+++ Available data +++

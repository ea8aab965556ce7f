// Copyright (c) 2025 SOLARE S.R.O.
//
// This file is part of Greenely Sensors.
//
// Licensed under the Creative Commons Attribution-NonCommercial-NoDerivatives 4.0 International
// (CC BY-NC-ND 4.0). You may use and share this file for non-commercial purposes only and you may not
// create derivatives. See <https://creativecommons.org/licenses/by-nc-nd/4.0/>.
//
// This software is provided "AS IS", without warranty of any kind.
//
// For commercial licensing, please contact: info@solare.cz

use async_trait::async_trait;
use chrono::{Datelike, Days, NaiveDateTime, Timelike};
use greenely_types::{
    CostRecord, PriceAttributes, PricePoint, RecordSet, SensorKind, SensorSnapshot,
    SpotPriceResponse, StateValue,
};
use serde_json::{Map, Value};
use std::sync::Arc;
use tracing::{debug, error, info, warn};

use super::{SensorEntity, attribute_map, ensure_session};
use crate::errors::{SensorError, SensorResult};
use crate::mapper::{map_price, month_cost, parse_localtime, price_unit};
use crate::traits::{Clock, GreenelyDataSource};

/// Spot prices for yesterday, today and tomorrow plus the running month's cost
///
/// State is the price of the current hour. Cost and spot data are fetched
/// independently; a failure of one never discards the other.
pub struct PricesSensor {
    source: Arc<dyn GreenelyDataSource>,
    clock: Arc<dyn Clock>,
    date_format: String,
    time_format: String,
    homekit_compatible: bool,
    snapshot: SensorSnapshot<PriceAttributes>,
}

/// Spot prices split by local calendar day
#[derive(Debug, Default)]
struct DayBuckets {
    previous_day: Vec<PricePoint>,
    current_day: Vec<PricePoint>,
    next_day: Vec<PricePoint>,
    current_price: Option<StateValue>,
}

impl PricesSensor {
    pub fn new(
        source: Arc<dyn GreenelyDataSource>,
        clock: Arc<dyn Clock>,
        date_format: impl Into<String>,
        time_format: impl Into<String>,
        homekit_compatible: bool,
    ) -> Self {
        Self {
            source,
            clock,
            date_format: date_format.into(),
            time_format: time_format.into(),
            homekit_compatible,
            snapshot: SensorSnapshot::default(),
        }
    }

    pub fn snapshot(&self) -> &SensorSnapshot<PriceAttributes> {
        &self.snapshot
    }

    async fn refresh_month_cost(&mut self) -> SensorResult<()> {
        debug!("💰 [PRICES] Fetching month cost...");
        let response = self
            .source
            .get_price_data()
            .await
            .map_err(|e| SensorError::fetch("month cost", e))?;

        if let Some(cost) = Self::month_total(&response) {
            self.snapshot.attributes.current_month = Some(cost);
            debug!("💰 [PRICES] Current month cost: {}", cost);
        } else {
            warn!("⚠️ [PRICES] Empty cost response, keeping previous month cost");
        }
        Ok(())
    }

    async fn refresh_spot_prices(&mut self) -> SensorResult<()> {
        debug!("💰 [PRICES] Fetching spot prices...");
        let response = self
            .source
            .get_spot_price()
            .await
            .map_err(|e| SensorError::fetch("spot prices", e))?;

        self.apply_spot_prices(self.clock.now(), &response);
        Ok(())
    }

    /// `None` for an empty response
    fn month_total(response: &RecordSet<CostRecord>) -> Option<i64> {
        if response.is_empty() {
            return None;
        }
        let total: f64 = response.records().filter_map(|record| record.cost).sum();
        Some(month_cost(total))
    }

    fn bucket(&self, now: NaiveDateTime, response: &SpotPriceResponse) -> DayBuckets {
        let today = now.date();
        let yesterday = today.checked_sub_days(Days::new(1));
        let tomorrow = today.checked_add_days(Days::new(1));
        let mut buckets = DayBuckets::default();

        for record in response.data.records() {
            if record.price.is_none() {
                continue;
            }
            let timestamp = match parse_localtime(&record.localtime) {
                Ok(timestamp) => timestamp,
                Err(e) => {
                    warn!("⚠️ [PRICES] Skipping spot price: {}", e);
                    continue;
                }
            };

            let point = map_price(
                record,
                &self.date_format,
                &self.time_format,
                self.homekit_compatible,
            );
            let day = Some(timestamp.date());
            if day == Some(today) {
                buckets.current_day.push(point.clone());
            } else if day == yesterday {
                buckets.previous_day.push(point.clone());
            } else if day == tomorrow {
                buckets.next_day.push(point.clone());
            } else {
                continue;
            }

            if timestamp.hour() == now.hour() && timestamp.day() == now.day() {
                buckets.current_price = Some(point.price);
            }
        }

        buckets
    }

    fn apply_spot_prices(&mut self, now: NaiveDateTime, response: &SpotPriceResponse) {
        let buckets = self.bucket(now, response);
        info!(
            "💰 [PRICES] Spot prices: {} yesterday, {} today, {} tomorrow",
            buckets.previous_day.len(),
            buckets.current_day.len(),
            buckets.next_day.len()
        );

        if let Some(price) = buckets.current_price {
            self.snapshot.state = price;
        } else {
            debug!("💰 [PRICES] No price for the current hour, keeping previous state");
        }

        let attributes = &mut self.snapshot.attributes;
        attributes.previous_day = Some(buckets.previous_day);
        attributes.current_day = Some(buckets.current_day);
        attributes.next_day = Some(buckets.next_day);
    }
}

#[async_trait]
impl SensorEntity for PricesSensor {
    fn kind(&self) -> SensorKind {
        SensorKind::Prices
    }

    fn unit_of_measurement(&self) -> &str {
        price_unit(self.homekit_compatible)
    }

    fn state(&self) -> &StateValue {
        &self.snapshot.state
    }

    fn extra_state_attributes(&self) -> Map<String, Value> {
        attribute_map(&self.snapshot.attributes)
    }

    async fn try_update(&mut self) -> SensorResult<()> {
        ensure_session(self.source.as_ref()).await?;

        let cost = self.refresh_month_cost().await;
        let spot = self.refresh_spot_prices().await;

        match (cost, spot) {
            (Err(cost), Err(spot)) => {
                error!("❌ [PRICES] {}: {}", self.name(), cost);
                Err(spot)
            }
            (cost, spot) => cost.and(spot),
        }
    }
}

+++

■ Your instructions ■
Set down each entry again, unchanged.

■ Expected output ■
repository ea8aab965556ce7f
// Copyright (c) 2025 SOLARE S.R.O.
//
// This file is part of Greenely Sensors.
//
// Licensed under the Creative Commons Attribution-NonCommercial-NoDerivatives 4.0 International
// (CC BY-NC-ND 4.0). You may use and share this file for non-commercial purposes only and you may not
// create derivatives. See <https://creativecommons.org/licenses/by-nc-nd/4.0/>.
//
// This software is provided "AS IS", without warranty of any kind.
//
// For commercial licensing, please contact: info@solare.cz

use async_trait::async_trait;
use chrono::{Datelike, Days, NaiveDateTime, Timelike};
use greenely_types::{
    CostRecord, PriceAttributes, PricePoint, RecordSet, SensorKind, SensorSnapshot,
    SpotPriceResponse, StateValue,
};
use serde_json::{Map, Value};
use std::sync::Arc;
use tracing::{debug, error, info, warn};

use super::{SensorEntity, attribute_map, ensure_session};
use crate::errors::{SensorError, SensorResult};
use crate::mapper::{map_price, month_cost, parse_localtime, price_unit};
use crate::traits::{Clock, GreenelyDataSource};

/// Spot prices for yesterday, today and tomorrow plus the running month's cost
///
/// State is the price of the current hour. Cost and spot data are fetched
/// independently; a failure of one never discards the other.
pub struct PricesSensor {
    source: Arc<dyn GreenelyDataSource>,
    clock: Arc<dyn Clock>,
    date_format: String,
    time_format: String,
    homekit_compatible: bool,
    snapshot: SensorSnapshot<PriceAttributes>,
}

/// Spot prices split by local calendar day
#[derive(Debug, Default)]
struct DayBuckets {
    previous_day: Vec<PricePoint>,
    current_day: Vec<PricePoint>,
    next_day: Vec<PricePoint>,
    current_price: Option<StateValue>,
}

impl PricesSensor {
    pub fn new(
        source: Arc<dyn GreenelyDataSource>,
        clock: Arc<dyn Clock>,
        date_format: impl Into<String>,
        time_format: impl Into<String>,
        homekit_compatible: bool,
    ) -> Self {
        Self {
            source,
            clock,
            date_format: date_format.into(),
            time_format: time_format.into(),
            homekit_compatible,
            snapshot: SensorSnapshot::default(),
        }
    }

    pub fn snapshot(&self) -> &SensorSnapshot<PriceAttributes> {
        &self.snapshot
    }

    async fn refresh_month_cost(&mut self) -> SensorResult<()> {
        debug!("💰 [PRICES] Fetching month cost...");
        let response = self
            .source
            .get_price_data()
            .await
            .map_err(|e| SensorError::fetch("month cost", e))?;

        if let Some(cost) = Self::month_total(&response) {
            self.snapshot.attributes.current_month = Some(cost);
            debug!("💰 [PRICES] Current month cost: {}", cost);
        } else {
            warn!("⚠️ [PRICES] Empty cost response, keeping previous month cost");
        }
        Ok(())
    }

    async fn refresh_spot_prices(&mut self) -> SensorResult<()> {
        debug!("💰 [PRICES] Fetching spot prices...");
        let response = self
            .source
            .get_spot_price()
            .await
            .map_err(|e| SensorError::fetch("spot prices", e))?;

        self.apply_spot_prices(self.clock.now(), &response);
        Ok(())
    }

    /// `None` for an empty response
    fn month_total(response: &RecordSet<CostRecord>) -> Option<i64> {
        if response.is_empty() {
            return None;
        }
        let total: f64 = response.records().filter_map(|record| record.cost).sum();
        Some(month_cost(total))
    }

    fn bucket(&self, now: NaiveDateTime, response: &SpotPriceResponse) -> DayBuckets {
        let today = now.date();
        let yesterday = today.checked_sub_days(Days::new(1));
        let tomorrow = today.checked_add_days(Days::new(1));
        let mut buckets = DayBuckets::default();

        for record in response.data.records() {
            if record.price.is_none() {
                continue;
            }
            let timestamp = match parse_localtime(&record.localtime) {
                Ok(timestamp) => timestamp,
                Err(e) => {
                    warn!("⚠️ [PRICES] Skipping spot price: {}", e);
                    continue;
                }
            };

            let point = map_price(
                record,
                &self.date_format,
                &self.time_format,
                self.homekit_compatible,
            );
            let day = Some(timestamp.date());
            if day == Some(today) {
                buckets.current_day.push(point.clone());
            } else if day == yesterday {
                buckets.previous_day.push(point.clone());
            } else if day == tomorrow {
                buckets.next_day.push(point.clone());
            } else {
                continue;
            }

            if timestamp.hour() == now.hour() && timestamp.day() == now.day() {
                buckets.current_price = Some(point.price);
            }
        }

        buckets
    }

    fn apply_spot_prices(&mut self, now: NaiveDateTime, response: &SpotPriceResponse) {
        let buckets = self.bucket(now, response);
        info!(
            "💰 [PRICES] Spot prices: {} yesterday, {} today, {} tomorrow",
            buckets.previous_day.len(),
            buckets.current_day.len(),
            buckets.next_day.len()
        );

        if let Some(price) = buckets.current_price {
            self.snapshot.state = price;
        } else {
            debug!("💰 [PRICES] No price for the current hour, keeping previous state");
        }

        let attributes = &mut self.snapshot.attributes;
        attributes.previous_day = Some(buckets.previous_day);
        attributes.current_day = Some(buckets.current_day);
        attributes.next_day = Some(buckets.next_day);
    }
}

#[async_trait]
impl SensorEntity for PricesSensor {
    fn kind(&self) -> SensorKind {
        SensorKind::Prices
    }

    fn unit_of_measurement(&self) -> &str {
        price_unit(self.homekit_compatible)
    }

    fn state(&self) -> &StateValue {
        &self.snapshot.state
    }

    fn extra_state_attributes(&self) -> Map<String, Value> {
        attribute_map(&self.snapshot.attributes)
    }

    async fn try_update(&mut self) -> SensorResult<()> {
        ensure_session(self.source.as_ref()).await?;

        let cost = self.refresh_month_cost().await;
        let spot = self.refresh_spot_prices().await;

        match (cost, spot) {
            (Err(cost), Err(spot)) => {
                error!("❌ [PRICES] {}: {}", self.name(), cost);
                Err(spot)
            }
            (cost, spot) => cost.and(spot),
        }
    }
}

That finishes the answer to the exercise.